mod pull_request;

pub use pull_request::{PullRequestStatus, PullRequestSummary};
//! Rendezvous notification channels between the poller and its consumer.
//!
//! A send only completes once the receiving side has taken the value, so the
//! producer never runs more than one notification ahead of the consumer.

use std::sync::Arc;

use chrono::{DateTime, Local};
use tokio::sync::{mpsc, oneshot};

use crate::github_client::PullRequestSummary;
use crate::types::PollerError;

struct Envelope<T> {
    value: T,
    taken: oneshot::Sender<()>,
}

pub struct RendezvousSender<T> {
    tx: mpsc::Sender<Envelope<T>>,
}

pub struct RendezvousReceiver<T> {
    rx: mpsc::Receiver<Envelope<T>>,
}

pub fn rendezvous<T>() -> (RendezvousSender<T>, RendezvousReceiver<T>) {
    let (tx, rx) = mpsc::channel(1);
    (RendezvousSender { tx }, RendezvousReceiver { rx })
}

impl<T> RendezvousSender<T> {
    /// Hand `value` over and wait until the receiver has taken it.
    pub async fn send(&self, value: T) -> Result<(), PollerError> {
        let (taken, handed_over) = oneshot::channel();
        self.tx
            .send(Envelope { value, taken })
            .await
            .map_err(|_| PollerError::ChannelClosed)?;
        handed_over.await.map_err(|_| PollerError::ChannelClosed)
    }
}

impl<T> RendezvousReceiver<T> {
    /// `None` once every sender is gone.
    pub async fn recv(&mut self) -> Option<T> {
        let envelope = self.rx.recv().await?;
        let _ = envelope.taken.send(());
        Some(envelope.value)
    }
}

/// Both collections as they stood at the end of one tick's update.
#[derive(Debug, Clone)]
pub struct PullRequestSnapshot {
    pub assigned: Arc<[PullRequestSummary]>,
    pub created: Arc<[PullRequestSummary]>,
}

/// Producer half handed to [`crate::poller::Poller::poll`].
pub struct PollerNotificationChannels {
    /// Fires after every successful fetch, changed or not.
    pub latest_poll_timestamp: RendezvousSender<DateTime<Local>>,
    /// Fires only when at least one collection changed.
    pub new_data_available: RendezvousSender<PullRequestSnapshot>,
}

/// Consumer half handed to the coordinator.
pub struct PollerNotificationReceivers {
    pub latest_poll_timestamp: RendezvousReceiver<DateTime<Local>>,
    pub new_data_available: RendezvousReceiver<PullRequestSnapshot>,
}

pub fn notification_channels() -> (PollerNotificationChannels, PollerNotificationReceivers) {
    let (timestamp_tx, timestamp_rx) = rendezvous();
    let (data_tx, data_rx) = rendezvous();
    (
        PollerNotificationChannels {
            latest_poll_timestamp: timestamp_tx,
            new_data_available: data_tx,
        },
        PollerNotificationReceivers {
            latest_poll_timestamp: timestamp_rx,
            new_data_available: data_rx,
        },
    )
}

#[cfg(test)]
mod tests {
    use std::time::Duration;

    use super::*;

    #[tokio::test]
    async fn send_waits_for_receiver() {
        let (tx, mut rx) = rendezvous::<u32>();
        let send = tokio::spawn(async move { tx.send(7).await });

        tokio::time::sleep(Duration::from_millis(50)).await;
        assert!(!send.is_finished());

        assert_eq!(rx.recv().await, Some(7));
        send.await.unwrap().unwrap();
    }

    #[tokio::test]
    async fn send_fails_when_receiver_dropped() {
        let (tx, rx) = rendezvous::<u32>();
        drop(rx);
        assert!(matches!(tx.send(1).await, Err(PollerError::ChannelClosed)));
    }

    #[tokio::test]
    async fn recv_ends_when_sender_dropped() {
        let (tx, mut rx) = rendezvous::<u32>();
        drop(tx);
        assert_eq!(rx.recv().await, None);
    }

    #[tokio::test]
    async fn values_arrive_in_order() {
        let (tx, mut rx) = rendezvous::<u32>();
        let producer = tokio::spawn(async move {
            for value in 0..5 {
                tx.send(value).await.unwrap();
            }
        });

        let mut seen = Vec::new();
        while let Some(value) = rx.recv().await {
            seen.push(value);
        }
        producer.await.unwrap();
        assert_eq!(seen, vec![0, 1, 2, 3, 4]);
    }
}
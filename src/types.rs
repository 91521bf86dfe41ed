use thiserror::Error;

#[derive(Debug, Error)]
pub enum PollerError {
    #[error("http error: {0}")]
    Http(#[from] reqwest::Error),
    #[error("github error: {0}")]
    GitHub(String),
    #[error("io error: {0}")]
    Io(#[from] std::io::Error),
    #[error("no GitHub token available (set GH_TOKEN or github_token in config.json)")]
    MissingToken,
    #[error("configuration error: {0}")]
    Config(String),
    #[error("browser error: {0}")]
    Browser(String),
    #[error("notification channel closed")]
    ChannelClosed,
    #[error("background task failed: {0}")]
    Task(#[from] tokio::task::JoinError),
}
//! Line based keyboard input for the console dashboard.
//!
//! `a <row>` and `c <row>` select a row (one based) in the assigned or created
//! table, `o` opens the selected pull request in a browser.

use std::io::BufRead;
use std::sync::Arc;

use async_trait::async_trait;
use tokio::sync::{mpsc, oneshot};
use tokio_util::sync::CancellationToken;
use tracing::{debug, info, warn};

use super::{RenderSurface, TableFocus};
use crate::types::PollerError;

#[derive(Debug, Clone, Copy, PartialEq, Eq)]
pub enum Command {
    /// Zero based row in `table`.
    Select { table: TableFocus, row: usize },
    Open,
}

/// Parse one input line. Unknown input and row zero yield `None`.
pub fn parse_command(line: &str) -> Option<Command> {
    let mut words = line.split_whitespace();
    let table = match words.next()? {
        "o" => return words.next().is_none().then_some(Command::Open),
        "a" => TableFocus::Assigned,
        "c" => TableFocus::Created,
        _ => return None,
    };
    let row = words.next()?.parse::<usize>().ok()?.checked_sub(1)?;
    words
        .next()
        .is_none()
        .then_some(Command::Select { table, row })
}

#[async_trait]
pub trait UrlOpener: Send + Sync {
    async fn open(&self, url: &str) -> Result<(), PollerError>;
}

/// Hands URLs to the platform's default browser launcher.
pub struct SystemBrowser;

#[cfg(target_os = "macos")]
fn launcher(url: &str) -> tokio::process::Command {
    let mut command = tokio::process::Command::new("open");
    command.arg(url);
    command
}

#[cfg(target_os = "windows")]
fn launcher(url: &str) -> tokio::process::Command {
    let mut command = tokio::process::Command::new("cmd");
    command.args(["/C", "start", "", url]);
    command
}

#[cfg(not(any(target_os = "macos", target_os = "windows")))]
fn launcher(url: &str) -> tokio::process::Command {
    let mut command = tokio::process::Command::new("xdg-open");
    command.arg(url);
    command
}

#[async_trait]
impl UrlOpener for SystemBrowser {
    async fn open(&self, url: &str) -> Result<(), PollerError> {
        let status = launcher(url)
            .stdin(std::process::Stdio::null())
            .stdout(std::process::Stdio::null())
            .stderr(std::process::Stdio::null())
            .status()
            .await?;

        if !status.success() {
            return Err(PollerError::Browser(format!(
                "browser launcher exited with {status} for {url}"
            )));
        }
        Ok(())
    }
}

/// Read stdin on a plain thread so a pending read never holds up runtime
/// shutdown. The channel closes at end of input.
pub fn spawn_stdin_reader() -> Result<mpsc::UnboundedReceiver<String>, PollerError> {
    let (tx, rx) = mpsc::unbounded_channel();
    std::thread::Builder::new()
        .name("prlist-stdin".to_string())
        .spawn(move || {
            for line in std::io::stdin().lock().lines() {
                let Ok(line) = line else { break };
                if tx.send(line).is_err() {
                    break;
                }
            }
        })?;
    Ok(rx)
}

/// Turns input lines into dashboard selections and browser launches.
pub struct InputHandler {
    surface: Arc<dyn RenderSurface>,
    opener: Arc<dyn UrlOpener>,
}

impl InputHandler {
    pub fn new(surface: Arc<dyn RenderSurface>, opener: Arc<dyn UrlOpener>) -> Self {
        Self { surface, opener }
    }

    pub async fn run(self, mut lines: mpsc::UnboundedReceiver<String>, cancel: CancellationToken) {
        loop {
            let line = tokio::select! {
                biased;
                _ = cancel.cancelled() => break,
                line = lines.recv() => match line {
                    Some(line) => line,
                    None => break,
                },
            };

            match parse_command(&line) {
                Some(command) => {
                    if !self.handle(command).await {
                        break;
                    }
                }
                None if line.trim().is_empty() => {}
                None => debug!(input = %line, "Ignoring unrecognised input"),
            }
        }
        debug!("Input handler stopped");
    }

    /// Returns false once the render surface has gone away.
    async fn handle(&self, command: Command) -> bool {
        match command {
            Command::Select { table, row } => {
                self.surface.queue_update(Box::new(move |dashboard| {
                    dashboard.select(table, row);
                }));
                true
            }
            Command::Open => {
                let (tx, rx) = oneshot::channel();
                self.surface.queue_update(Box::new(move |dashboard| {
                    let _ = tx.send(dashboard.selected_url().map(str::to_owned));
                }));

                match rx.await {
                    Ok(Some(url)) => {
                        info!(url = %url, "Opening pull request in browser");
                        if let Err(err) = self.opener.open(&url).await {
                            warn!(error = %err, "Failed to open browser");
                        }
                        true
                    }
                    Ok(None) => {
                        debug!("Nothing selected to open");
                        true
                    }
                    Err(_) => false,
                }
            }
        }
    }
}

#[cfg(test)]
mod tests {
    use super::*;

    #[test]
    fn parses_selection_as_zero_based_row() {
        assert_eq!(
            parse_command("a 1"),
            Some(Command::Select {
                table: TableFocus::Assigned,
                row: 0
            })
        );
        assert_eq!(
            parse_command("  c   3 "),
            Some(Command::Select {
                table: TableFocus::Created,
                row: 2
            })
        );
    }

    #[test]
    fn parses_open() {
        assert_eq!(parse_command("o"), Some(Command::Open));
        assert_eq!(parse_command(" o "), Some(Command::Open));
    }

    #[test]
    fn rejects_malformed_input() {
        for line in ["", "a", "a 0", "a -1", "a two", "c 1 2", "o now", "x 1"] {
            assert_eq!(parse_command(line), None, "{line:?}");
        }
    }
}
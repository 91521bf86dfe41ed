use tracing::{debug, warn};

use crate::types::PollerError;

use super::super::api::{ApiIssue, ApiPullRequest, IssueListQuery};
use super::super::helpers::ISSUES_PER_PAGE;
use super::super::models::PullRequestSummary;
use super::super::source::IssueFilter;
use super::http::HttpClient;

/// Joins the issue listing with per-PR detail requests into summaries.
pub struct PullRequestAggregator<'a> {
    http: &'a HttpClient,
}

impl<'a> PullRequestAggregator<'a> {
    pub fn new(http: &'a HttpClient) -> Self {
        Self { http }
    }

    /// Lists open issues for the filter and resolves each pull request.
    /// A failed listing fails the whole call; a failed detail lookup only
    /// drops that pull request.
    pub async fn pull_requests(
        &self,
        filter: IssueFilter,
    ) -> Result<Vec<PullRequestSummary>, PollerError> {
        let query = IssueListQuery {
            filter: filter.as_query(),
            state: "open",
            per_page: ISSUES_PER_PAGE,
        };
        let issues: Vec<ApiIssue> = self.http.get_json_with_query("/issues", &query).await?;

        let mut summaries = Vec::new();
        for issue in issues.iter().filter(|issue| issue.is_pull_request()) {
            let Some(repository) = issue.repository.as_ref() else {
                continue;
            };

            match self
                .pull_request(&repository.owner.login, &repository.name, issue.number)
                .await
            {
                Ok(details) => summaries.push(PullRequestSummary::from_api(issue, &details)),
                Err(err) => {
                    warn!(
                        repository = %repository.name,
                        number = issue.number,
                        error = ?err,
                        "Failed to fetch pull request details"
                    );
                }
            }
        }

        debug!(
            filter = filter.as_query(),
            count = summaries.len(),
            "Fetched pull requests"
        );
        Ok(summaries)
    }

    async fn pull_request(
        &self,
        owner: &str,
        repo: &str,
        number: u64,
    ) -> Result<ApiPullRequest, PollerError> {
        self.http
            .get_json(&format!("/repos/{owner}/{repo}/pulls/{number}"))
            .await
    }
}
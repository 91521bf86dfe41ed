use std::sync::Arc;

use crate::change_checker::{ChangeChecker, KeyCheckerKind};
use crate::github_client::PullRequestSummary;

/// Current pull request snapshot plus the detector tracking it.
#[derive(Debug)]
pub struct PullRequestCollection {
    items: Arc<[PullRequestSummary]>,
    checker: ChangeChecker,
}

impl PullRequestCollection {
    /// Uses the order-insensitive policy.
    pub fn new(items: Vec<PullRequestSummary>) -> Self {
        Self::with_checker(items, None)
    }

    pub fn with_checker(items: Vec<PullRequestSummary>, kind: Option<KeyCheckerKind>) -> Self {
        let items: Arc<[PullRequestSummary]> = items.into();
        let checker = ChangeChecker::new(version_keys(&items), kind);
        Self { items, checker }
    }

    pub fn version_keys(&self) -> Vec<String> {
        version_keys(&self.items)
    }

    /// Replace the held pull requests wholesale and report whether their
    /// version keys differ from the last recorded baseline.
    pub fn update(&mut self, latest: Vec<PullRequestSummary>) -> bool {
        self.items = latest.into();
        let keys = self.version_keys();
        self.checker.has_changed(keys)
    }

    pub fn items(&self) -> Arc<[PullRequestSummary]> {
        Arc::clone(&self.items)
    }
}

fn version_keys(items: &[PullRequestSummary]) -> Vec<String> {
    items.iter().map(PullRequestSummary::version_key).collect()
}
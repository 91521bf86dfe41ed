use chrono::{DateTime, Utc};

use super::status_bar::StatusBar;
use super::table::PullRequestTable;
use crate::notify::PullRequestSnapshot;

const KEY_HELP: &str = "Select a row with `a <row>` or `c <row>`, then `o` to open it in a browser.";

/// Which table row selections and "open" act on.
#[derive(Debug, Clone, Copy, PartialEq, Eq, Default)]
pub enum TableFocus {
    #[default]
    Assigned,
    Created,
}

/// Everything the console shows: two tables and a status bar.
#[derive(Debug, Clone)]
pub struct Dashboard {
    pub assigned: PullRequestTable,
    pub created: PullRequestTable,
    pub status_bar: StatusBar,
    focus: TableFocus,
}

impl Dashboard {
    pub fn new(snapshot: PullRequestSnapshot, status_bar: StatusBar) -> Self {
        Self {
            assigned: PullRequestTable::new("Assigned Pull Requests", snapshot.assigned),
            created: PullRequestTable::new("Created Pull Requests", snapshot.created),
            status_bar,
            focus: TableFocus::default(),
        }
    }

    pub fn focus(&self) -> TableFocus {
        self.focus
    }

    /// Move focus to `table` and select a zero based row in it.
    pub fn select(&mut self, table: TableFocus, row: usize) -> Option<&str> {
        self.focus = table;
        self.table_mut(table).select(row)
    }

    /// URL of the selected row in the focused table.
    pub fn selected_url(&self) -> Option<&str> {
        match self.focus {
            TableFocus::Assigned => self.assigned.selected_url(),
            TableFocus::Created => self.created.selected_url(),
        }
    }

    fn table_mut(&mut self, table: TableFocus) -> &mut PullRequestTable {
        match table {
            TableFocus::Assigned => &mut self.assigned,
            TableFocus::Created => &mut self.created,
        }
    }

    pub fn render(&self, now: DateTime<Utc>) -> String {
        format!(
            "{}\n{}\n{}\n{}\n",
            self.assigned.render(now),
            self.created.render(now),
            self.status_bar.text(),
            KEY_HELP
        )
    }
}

Problem details: Each line above with the word "RendezvousSender" needs to be copied.

Reply:
pub struct RendezvousSender<T> {
pub fn rendezvous<T>() -> (RendezvousSender<T>, RendezvousReceiver<T>) {
    (RendezvousSender { tx }, RendezvousReceiver { rx })
impl<T> RendezvousSender<T> {
    pub latest_poll_timestamp: RendezvousSender<DateTime<Local>>,
    pub new_data_available: RendezvousSender<PullRequestSnapshot>,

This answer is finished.